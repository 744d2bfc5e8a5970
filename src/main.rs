use pvz_service::adapter::driven::{
    BcryptPasswordHasher, JwtTokenService, PostgresPickupPointRepository,
    PostgresProductRepository, PostgresReceptionRepository, PostgresUserRepository,
};
use pvz_service::adapter::driver::{create_router, AppState};
use pvz_service::adapter::{AppConfig, DatabaseMigration};

use sqlx::postgres::PgPoolOptions;
use std::net::SocketAddr;
use std::sync::Arc;
use tower::ServiceBuilder;
use tower_http::cors::CorsLayer;
use tower_http::timeout::TimeoutLayer;
use tower_http::trace::TraceLayer;
use tracing::{error, info};
use tracing_subscriber::EnvFilter;

#[tokio::main]
async fn main() -> Result<(), Box<dyn std::error::Error>> {
    // .envファイルから環境変数を読み込む
    dotenvy::dotenv().ok();

    tracing_subscriber::fmt()
        .with_env_filter(EnvFilter::try_from_default_env().unwrap_or_else(|_| EnvFilter::new("info")))
        .init();

    let config = AppConfig::from_env()?;
    info!(
        host = %config.database.host,
        port = config.database.port,
        database = %config.database.database,
        "configuration loaded"
    );

    // 接続プールを作成
    let pool = PgPoolOptions::new()
        .max_connections(config.database.max_connections)
        .connect(&config.database.connection_string())
        .await?;
    info!("database connection pool created");

    DatabaseMigration::new(pool.clone()).run().await?;

    let state = AppState::new(
        Arc::new(PostgresPickupPointRepository::new(pool.clone())),
        Arc::new(PostgresReceptionRepository::new(pool.clone())),
        Arc::new(PostgresProductRepository::new(pool.clone())),
        Arc::new(PostgresUserRepository::new(pool.clone())),
        Arc::new(JwtTokenService::new(
            &config.auth.jwt_secret,
            config.auth.jwt_expire_hours,
        )),
        Arc::new(BcryptPasswordHasher::new(config.auth.bcrypt_cost)),
    );

    let app = create_router(state).layer(
        ServiceBuilder::new()
            .layer(TraceLayer::new_for_http())
            .layer(TimeoutLayer::new(config.server.request_timeout))
            .layer(CorsLayer::permissive()),
    );

    let addr = SocketAddr::from(([0, 0, 0, 0], config.server.port));
    let listener = tokio::net::TcpListener::bind(addr).await?;
    info!(%addr, "REST API server started");

    axum::serve(listener, app)
        .with_graceful_shutdown(shutdown_signal())
        .await?;

    pool.close().await;
    info!("server stopped");
    Ok(())
}

// Ctrl-CまたはSIGTERMを待つ
async fn shutdown_signal() {
    let ctrl_c = async {
        if let Err(e) = tokio::signal::ctrl_c().await {
            error!(error = %e, "failed to listen for ctrl-c");
            std::future::pending::<()>().await;
        }
    };

    #[cfg(unix)]
    let terminate = async {
        use tokio::signal::unix::{signal, SignalKind};
        match signal(SignalKind::terminate()) {
            Ok(mut sigterm) => {
                sigterm.recv().await;
            }
            Err(e) => {
                error!(error = %e, "failed to listen for SIGTERM");
                std::future::pending::<()>().await;
            }
        }
    };

    #[cfg(not(unix))]
    let terminate = std::future::pending::<()>();

    tokio::select! {
        _ = ctrl_c => {},
        _ = terminate => {},
    }

    info!("shutdown signal received, draining connections");
}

## EXERCISE
The whole listing needs repeating. Match each line exactly.

## WRITTEN ANSWER
repository 744d2bfc5e8a5970
filename src/main.rs
use pvz_service::adapter::driven::{
    BcryptPasswordHasher, JwtTokenService, PostgresPickupPointRepository,
    PostgresProductRepository, PostgresReceptionRepository, PostgresUserRepository,
};
use pvz_service::adapter::driver::{create_router, AppState};
use pvz_service::adapter::{AppConfig, DatabaseMigration};

use sqlx::postgres::PgPoolOptions;
use std::net::SocketAddr;
use std::sync::Arc;
use tower::ServiceBuilder;
use tower_http::cors::CorsLayer;
use tower_http::timeout::TimeoutLayer;
use tower_http::trace::TraceLayer;
use tracing::{error, info};
use tracing_subscriber::EnvFilter;

#[tokio::main]
async fn main() -> Result<(), Box<dyn std::error::Error>> {
    // .envファイルから環境変数を読み込む
    dotenvy::dotenv().ok();

    tracing_subscriber::fmt()
        .with_env_filter(EnvFilter::try_from_default_env().unwrap_or_else(|_| EnvFilter::new("info")))
        .init();

    let config = AppConfig::from_env()?;
    info!(
        host = %config.database.host,
        port = config.database.port,
        database = %config.database.database,
        "configuration loaded"
    );

    // 接続プールを作成
    let pool = PgPoolOptions::new()
        .max_connections(config.database.max_connections)
        .connect(&config.database.connection_string())
        .await?;
    info!("database connection pool created");

    DatabaseMigration::new(pool.clone()).run().await?;

    let state = AppState::new(
        Arc::new(PostgresPickupPointRepository::new(pool.clone())),
        Arc::new(PostgresReceptionRepository::new(pool.clone())),
        Arc::new(PostgresProductRepository::new(pool.clone())),
        Arc::new(PostgresUserRepository::new(pool.clone())),
        Arc::new(JwtTokenService::new(
            &config.auth.jwt_secret,
            config.auth.jwt_expire_hours,
        )),
        Arc::new(BcryptPasswordHasher::new(config.auth.bcrypt_cost)),
    );

    let app = create_router(state).layer(
        ServiceBuilder::new()
            .layer(TraceLayer::new_for_http())
            .layer(TimeoutLayer::new(config.server.request_timeout))
            .layer(CorsLayer::permissive()),
    );

    let addr = SocketAddr::from(([0, 0, 0, 0], config.server.port));
    let listener = tokio::net::TcpListener::bind(addr).await?;
    info!(%addr, "REST API server started");

    axum::serve(listener, app)
        .with_graceful_shutdown(shutdown_signal())
        .await?;

    pool.close().await;
    info!("server stopped");
    Ok(())
}

// Ctrl-CまたはSIGTERMを待つ
async fn shutdown_signal() {
    let ctrl_c = async {
        if let Err(e) = tokio::signal::ctrl_c().await {
            error!(error = %e, "failed to listen for ctrl-c");
            std::future::pending::<()>().await;
        }
    };

    #[cfg(unix)]
    let terminate = async {
        use tokio::signal::unix::{signal, SignalKind};
        match signal(SignalKind::terminate()) {
            Ok(mut sigterm) => {
                sigterm.recv().await;
            }
            Err(e) => {
                error!(error = %e, "failed to listen for SIGTERM");
                std::future::pending::<()>().await;
            }
        }
    };

    #[cfg(not(unix))]
    let terminate = std::future::pending::<()>();

    tokio::select! {
        _ = ctrl_c => {},
        _ = terminate => {},
    }

    info!("shutdown signal received, draining connections");
}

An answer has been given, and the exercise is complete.